• **Action item**
Pick every line out of the entries below that holds the string "localhost", and report them.

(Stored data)
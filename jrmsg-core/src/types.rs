//! Typed message variants
//!
//! The protocol has three mutually exclusive roles:
//!
//! 1. **Request**: a call on `resource.method` that expects a response,
//!    identified by a positive integer `id`
//! 2. **Notification**: the same call shape without an `id`; no response
//!    is ever sent
//! 3. **Response**: carries exactly one of `result` or `error`, and the `id`
//!    of the request it answers when that id is known
//!
//! Each role is its own type and only exposes the fields valid for it. A
//! Notification has no `id()`, a Request has no `result()`, and so on. The
//! shared read-only surface is the [`Envelope`] trait.
//!
//! Construction from an untyped payload (`from_payload`) fills defaults for
//! absent fields, then re-checks the role predicate from [`crate::classify`].
//! A failed check produces no instance. Keys the role does not define are
//! kept in `extras()` and rendered again by `to_json`.

use crate::classify;
use crate::codec::Serializer;
use crate::error::{Error, ErrorValue, Result};
use crate::id::IdCounter;
use serde::{Deserialize, Serialize};
use serde_json::{Map, Value};
use std::fmt;

/// Schema version carried by every message
pub const SCHEMA_VERSION: &str = "1.1.0";

/// Namespace used when a Request or Notification names no resource
pub const DEFAULT_RESOURCE: &str = "__global__";

/// Message role
#[derive(Debug, Clone, Copy, PartialEq, Eq, Hash, Serialize, Deserialize)]
#[serde(rename_all = "lowercase")]
pub enum MessageType {
    /// Expects a response
    Request,
    /// Answers a request
    Response,
    /// Fire-and-forget call
    Notification,
}
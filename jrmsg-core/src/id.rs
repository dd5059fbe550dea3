//! Request id issuance
//!
//! Ids are positive, strictly increasing, and never reused within one
//! counter. A counter is one correlation domain: share it (e.g. through an
//! `Arc`) between everything that builds requests for the same peer.
//!
//! There is no process-wide counter. Two contexts that should never clash
//! on ids must be handed the same counter explicitly.

use std::sync::atomic::{AtomicU64, Ordering};

/// Monotonic request id counter
///
/// Safe to use from many threads at once; every call to [`IdCounter::next_id`]
/// returns a value no other call has returned.
#[derive(Debug, Default)]
pub struct IdCounter {
    last: AtomicU64,
}

impl IdCounter {
    /// Create a counter whose first id is 1
    pub const fn new() -> Self {
        Self {
            last: AtomicU64::new(0),
        }
    }

    /// Issue the next id
    pub fn next_id(&self) -> u64 {
        self.last.fetch_add(1, Ordering::Relaxed) + 1
    }

    /// The most recently issued id, or 0 if none has been issued
    pub fn last_issued(&self) -> u64 {
        self.last.load(Ordering::Relaxed)
    }
}
//! Logging and trace export setup
//!
//! Library code in this workspace only emits `tracing` events and spans; it
//! never installs a subscriber on its own. Applications that want those
//! events call [`init_telemetry`] once at startup.
//!
//! The installed subscriber has:
//! - an `EnvFilter` (from `RUST_LOG`, falling back to the configured level)
//! - a fmt layer writing JSON (or human-readable) lines to stdout
//! - optionally, an OpenTelemetry layer exporting spans over OTLP/gRPC
//!
//! # Examples
//!
//! ```rust,no_run
//! use jrmsg_core::TelemetryConfig;
//!
//! #[tokio::main]
//! async fn main() {
//!     let config = TelemetryConfig::new("billing-gateway")
//!         .with_log_level("debug")
//!         .with_otlp(true);
//!
//!     jrmsg_core::init_telemetry(config).expect("Failed to init telemetry");
//!
//!     // ... run your application ...
//!
//!     jrmsg_core::shutdown_telemetry();
//! }
//! ```

use opentelemetry::{global, KeyValue};
use tracing_subscriber::{layer::SubscriberExt, util::SubscriberInitExt, EnvFilter, Layer};

type BoxError = Box<dyn std::error::Error + Send + Sync>;

/// Telemetry configuration
///
/// # Defaults
///
/// - Service name: "jrmsg"
/// - Service version: current crate version
/// - OTLP endpoint: `$OTEL_EXPORTER_OTLP_ENDPOINT` or "http://localhost:4317"
/// - OTLP export: off
/// - JSON log lines: on
/// - Log level: `$RUST_LOG` or "info"
#[derive(Debug, Clone)]
pub struct TelemetryConfig {
    /// Service name attached to exported spans
    pub service_name: String,
    /// Service version attached to exported spans
    pub service_version: String,
    /// OTLP collector endpoint (gRPC)
    pub otlp_endpoint: String,
    /// Export spans to the OTLP collector
    pub enable_otlp: bool,
    /// Write log lines as JSON instead of plain text
    pub json_logs: bool,
    /// Filter directive used when `RUST_LOG` is unset
    pub log_level: String,
}

impl Default for TelemetryConfig {
    fn default() -> Self {
        Self {
            service_name: "jrmsg".to_string(),
            service_version: env!("CARGO_PKG_VERSION").to_string(),
            otlp_endpoint: std::env::var("OTEL_EXPORTER_OTLP_ENDPOINT")
                .unwrap_or_else(|_| "http://localhost:4317".to_string()),
            enable_otlp: false,
            json_logs: true,
            log_level: std::env::var("RUST_LOG").unwrap_or_else(|_| "info".to_string()),
        }
    }
}

impl TelemetryConfig {
    /// Default configuration with a custom service name
    pub fn new(service_name: impl Into<String>) -> Self {
        Self {
            service_name: service_name.into(),
            ..Default::default()
        }
    }

    /// Set the OTLP collector endpoint
    pub fn with_endpoint(mut self, endpoint: impl Into<String>) -> Self {
        self.otlp_endpoint = endpoint.into();
        self
    }

    /// Set the fallback log filter
    pub fn with_log_level(mut self, level: impl Into<String>) -> Self {
        self.log_level = level.into();
        self
    }

    /// Set the service version
    pub fn with_version(mut self, version: impl Into<String>) -> Self {
        self.service_version = version.into();
        self
    }

    /// Enable or disable OTLP span export
    pub fn with_otlp(mut self, enable: bool) -> Self {
        self.enable_otlp = enable;
        self
    }

    /// Choose JSON or plain-text log lines
    pub fn with_json_logs(mut self, enable: bool) -> Self {
        self.json_logs = enable;
        self
    }
}

/// Install the global tracing subscriber
///
/// Call once per process. A second call fails because the global
/// subscriber is already set.
///
/// # Errors
///
/// - the filter directive is invalid
/// - the OTLP exporter cannot be built
/// - a global subscriber is already installed
pub fn init_telemetry(config: TelemetryConfig) -> Result<(), BoxError> {
    let env_filter =
        EnvFilter::try_from_default_env().or_else(|_| EnvFilter::try_new(&config.log_level))?;

    let fmt_layer = if config.json_logs {
        tracing_subscriber::fmt::layer()
            .with_target(true)
            .with_thread_ids(true)
            .with_line_number(true)
            .json()
            .boxed()
    } else {
        tracing_subscriber::fmt::layer().with_target(true).boxed()
    };

    let otel_layer = if config.enable_otlp {
        let tracer = init_tracer(&config)?;
        Some(tracing_opentelemetry::layer().with_tracer(tracer))
    } else {
        None
    };

    tracing_subscriber::registry()
        .with(otel_layer)
        .with(env_filter)
        .with(fmt_layer)
        .try_init()?;

    tracing::info!(
        service_name = %config.service_name,
        otlp = config.enable_otlp,
        otlp_endpoint = %config.otlp_endpoint,
        "Telemetry initialized"
    );

    Ok(())
}

/// Build the OTLP tracer provider, register it globally and hand back a tracer
fn init_tracer(config: &TelemetryConfig) -> Result<opentelemetry_sdk::trace::Tracer, BoxError> {
    use opentelemetry::trace::TracerProvider as _;
    use opentelemetry_otlp::WithExportConfig;
    use opentelemetry_sdk::trace::{RandomIdGenerator, Sampler};
    use opentelemetry_sdk::Resource;

    let resource = Resource::builder_empty()
        .with_attributes(vec![
            KeyValue::new(
                opentelemetry_semantic_conventions::resource::SERVICE_NAME,
                config.service_name.clone(),
            ),
            KeyValue::new(
                opentelemetry_semantic_conventions::resource::SERVICE_VERSION,
                config.service_version.clone(),
            ),
        ])
        .build();

    let exporter = opentelemetry_otlp::SpanExporter::builder()
        .with_tonic()
        .with_endpoint(config.otlp_endpoint.clone())
        .build()?;

    let provider = opentelemetry_sdk::trace::SdkTracerProvider::builder()
        .with_batch_exporter(exporter)
        .with_resource(resource)
        .with_sampler(Sampler::AlwaysOn)
        .with_id_generator(RandomIdGenerator::default())
        .build();

    let tracer = provider.tracer(config.service_name.clone());
    global::set_tracer_provider(provider);

    Ok(tracer)
}

/// Log the shutdown of telemetry
///
/// Providers flush on drop; this only marks the end of the process in the
/// log stream.
pub fn shutdown_telemetry() {
    tracing::info!("Telemetry shutting down");
}
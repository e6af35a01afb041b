//! Parsing Options.
//! `pn-synth [OPTIONS] <INPUT>`；额外的选项可以通过环境变量 `PN_SYNTH_FLAGS` 给出。

use std::error::Error;
use std::path::PathBuf;

use clap::{Arg, ArgAction, Command};

use crate::properties::PnProperties;
use crate::synthesis::SynthesisFlags;

/// Format of the input transition system.
#[derive(Debug, Clone, Copy, PartialEq, Eq)]
pub enum InputFormat {
    /// APT-style `.lts` text.
    Lts,
    Json,
    Ron,
}

impl InputFormat {
    /// Guesses the format from the file extension, defaulting to `.lts`.
    pub fn from_path(path: &std::path::Path) -> Self {
        match path.extension().and_then(|ext| ext.to_str()) {
            Some("json") => InputFormat::Json,
            Some("ron") => InputFormat::Ron,
            _ => InputFormat::Lts,
        }
    }
}

#[derive(Debug, Clone, Copy, PartialEq, Eq)]
pub enum OutputFormat {
    Json,
    Ron,
    Dot,
    /// Human readable synthesis report instead of the net.
    Report,
}

fn make_options_parser() -> clap::Command {
    Command::new("pn-synth")
        .no_binary_name(true)
        .version("v0.1.0")
        .about("Synthesizes a Petri net whose reachability graph is the given transition system")
        .arg(
            Arg::new("input")
                .value_name("INPUT")
                .help("Transition system in .lts, .json or .ron format")
                .required(false),
        )
        .arg(
            Arg::new("input-format")
                .short('i')
                .long("input-format")
                .help("Overrides the input format guessed from the extension")
                .value_parser(["lts", "json", "ron"]),
        )
        .arg(
            Arg::new("properties")
                .short('p')
                .long("properties")
                .help("Comma separated target properties, e.g. `safe,pure,marked-graph`")
                .default_value("none"),
        )
        .arg(
            Arg::new("format")
                .short('f')
                .long("format")
                .help("Output format")
                .default_value("json")
                .value_parser(["json", "ron", "dot", "report"]),
        )
        .arg(
            Arg::new("output")
                .short('o')
                .long("output")
                .value_name("FILE")
                .help("Path to file where the result will be stored (stdout if absent)"),
        )
        .arg(
            Arg::new("report")
                .short('r')
                .long("report")
                .value_name("FILE")
                .help("Also store the synthesis report in FILE and FILE.json"),
        )
        .arg(
            Arg::new("config")
                .short('c')
                .long("config")
                .value_name("FILE")
                .help("TOML configuration file")
                .default_value("pn-synth.toml"),
        )
        .arg(
            Arg::new("quick-fail")
                .long("quick-fail")
                .help("Stop at the first unsolved separation problem")
                .action(ArgAction::SetTrue),
        )
        .arg(
            Arg::new("only-events")
                .long("only-events")
                .help("Skip state separation")
                .action(ArgAction::SetTrue),
        )
        .arg(
            Arg::new("minimize")
                .short('m')
                .long("minimize")
                .help("Search for a net with the fewest places")
                .action(ArgAction::SetTrue),
        )
        .arg(
            Arg::new("verbose")
                .short('v')
                .long("verbose")
                .help("Log every region found")
                .action(ArgAction::SetTrue),
        )
        .arg(
            Arg::new("language")
                .short('l')
                .long("language")
                .help("Synthesize up to language equivalence")
                .action(ArgAction::SetTrue),
        )
        .arg(
            Arg::new("overapproximate")
                .long("overapproximate")
                .help("Relax the input until it becomes synthesizable")
                .action(ArgAction::SetTrue),
        )
}

#[derive(Debug, Clone)]
pub struct Options {
    pub input: Option<PathBuf>,
    pub input_format: Option<InputFormat>,
    pub properties: PnProperties,
    pub flags: SynthesisFlags,
    pub format: OutputFormat,
    pub output: Option<PathBuf>,
    pub report: Option<PathBuf>,
    pub config: PathBuf,
}

impl Default for Options {
    fn default() -> Self {
        Options {
            input: None,
            input_format: None,
            properties: PnProperties::new(),
            flags: SynthesisFlags::empty(),
            format: OutputFormat::Json,
            output: None,
            report: None,
            config: PathBuf::from("pn-synth.toml"),
        }
    }
}

impl Options {
    pub fn parse_from_str(s: &str) -> Result<Self, Box<dyn Error>> {
        let flags = shellwords::split(s)?;
        Self::parse_from_args(&flags)
    }

    pub fn parse_from_args(flags: &[String]) -> Result<Self, Box<dyn Error>> {
        let app = make_options_parser();
        let matches = app.try_get_matches_from(flags.iter())?;

        let input = matches.get_one::<String>("input").map(PathBuf::from);
        let input_format = match matches.get_one::<String>("input-format").map(String::as_str) {
            Some("lts") => Some(InputFormat::Lts),
            Some("json") => Some(InputFormat::Json),
            Some("ron") => Some(InputFormat::Ron),
            None => None,
            Some(other) => return Err(format!("unsupported input format `{other}`"))?,
        };
        let properties = matches
            .get_one::<String>("properties")
            .map(|p| p.parse::<PnProperties>())
            .transpose()?
            .unwrap_or_default();
        let format = match matches.get_one::<String>("format").map(String::as_str) {
            Some("json") | None => OutputFormat::Json,
            Some("ron") => OutputFormat::Ron,
            Some("dot") => OutputFormat::Dot,
            Some("report") => OutputFormat::Report,
            Some(other) => return Err(format!("unsupported output format `{other}`"))?,
        };

        let mut flags = SynthesisFlags::empty();
        for (name, flag) in [
            ("quick-fail", SynthesisFlags::QUICK_FAIL),
            ("only-events", SynthesisFlags::ONLY_EVENTS),
            ("minimize", SynthesisFlags::MINIMIZE),
            ("verbose", SynthesisFlags::VERBOSE),
            ("language", SynthesisFlags::LANGUAGE_EQUIVALENCE),
            ("overapproximate", SynthesisFlags::OVERAPPROXIMATE),
        ] {
            if matches.get_flag(name) {
                flags |= flag;
            }
        }

        let output = matches.get_one::<String>("output").map(PathBuf::from);
        let report = matches.get_one::<String>("report").map(PathBuf::from);
        let config = matches
            .get_one::<String>("config")
            .map(PathBuf::from)
            .unwrap_or_else(|| PathBuf::from("pn-synth.toml"));
        Ok(Options {
            input,
            input_format,
            properties,
            flags,
            format,
            output,
            report,
            config,
        })
    }

    /// Fills everything `other` leaves at its default from `self`.
    ///
    /// Used to layer command line arguments over `PN_SYNTH_FLAGS`.
    pub fn merge(self, other: Options) -> Options {
        let defaults = Options::default();
        Options {
            input: other.input.or(self.input),
            input_format: other.input_format.or(self.input_format),
            properties: if other.properties.is_empty() {
                self.properties
            } else {
                other.properties
            },
            flags: self.flags | other.flags,
            format: if other.format == defaults.format {
                self.format
            } else {
                other.format
            },
            output: other.output.or(self.output),
            report: other.report.or(self.report),
            config: if other.config == defaults.config {
                self.config
            } else {
                other.config
            },
        }
    }

    pub fn input_format(&self) -> InputFormat {
        self.input_format.unwrap_or_else(|| {
            self.input
                .as_deref()
                .map_or(InputFormat::Lts, InputFormat::from_path)
        })
    }
}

• **Answer to this exercise**
/// - OTLP endpoint: `$OTEL_EXPORTER_OTLP_ENDPOINT` or "http://localhost:4317"
                .unwrap_or_else(|_| "http://localhost:4317".to_string()),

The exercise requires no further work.